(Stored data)
▼▼▼

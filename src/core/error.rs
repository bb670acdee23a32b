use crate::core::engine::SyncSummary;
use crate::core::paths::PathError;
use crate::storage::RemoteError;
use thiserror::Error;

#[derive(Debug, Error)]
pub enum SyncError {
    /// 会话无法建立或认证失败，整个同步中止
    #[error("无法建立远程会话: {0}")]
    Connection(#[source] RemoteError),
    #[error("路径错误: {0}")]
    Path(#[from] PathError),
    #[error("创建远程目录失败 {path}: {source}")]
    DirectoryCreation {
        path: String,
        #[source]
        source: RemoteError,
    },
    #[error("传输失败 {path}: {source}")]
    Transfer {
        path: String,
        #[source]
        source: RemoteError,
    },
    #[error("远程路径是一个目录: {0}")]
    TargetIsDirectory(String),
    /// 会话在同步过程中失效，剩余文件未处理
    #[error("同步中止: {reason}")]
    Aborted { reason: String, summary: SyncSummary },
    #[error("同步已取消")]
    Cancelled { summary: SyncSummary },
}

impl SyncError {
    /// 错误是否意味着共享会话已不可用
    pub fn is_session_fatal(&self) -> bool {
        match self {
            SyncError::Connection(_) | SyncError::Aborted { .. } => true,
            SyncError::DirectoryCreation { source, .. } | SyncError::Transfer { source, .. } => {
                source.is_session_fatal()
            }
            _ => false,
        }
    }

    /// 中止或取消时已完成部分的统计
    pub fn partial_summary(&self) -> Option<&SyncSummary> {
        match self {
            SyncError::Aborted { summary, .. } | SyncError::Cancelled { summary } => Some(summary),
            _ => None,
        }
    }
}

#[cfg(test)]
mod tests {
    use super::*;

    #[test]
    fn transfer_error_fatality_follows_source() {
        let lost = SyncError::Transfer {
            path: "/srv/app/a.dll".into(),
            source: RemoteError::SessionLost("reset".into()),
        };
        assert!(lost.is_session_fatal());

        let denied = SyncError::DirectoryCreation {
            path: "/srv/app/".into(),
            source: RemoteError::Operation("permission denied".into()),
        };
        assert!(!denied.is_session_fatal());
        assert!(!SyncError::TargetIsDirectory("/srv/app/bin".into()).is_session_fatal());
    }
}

▲▲▲

**Assignment**: Search the records above for "self". Copy each line where it is found.

**Response**:
    pub fn is_session_fatal(&self) -> bool {
        match self {
    pub fn partial_summary(&self) -> Option<&SyncSummary> {
        match self {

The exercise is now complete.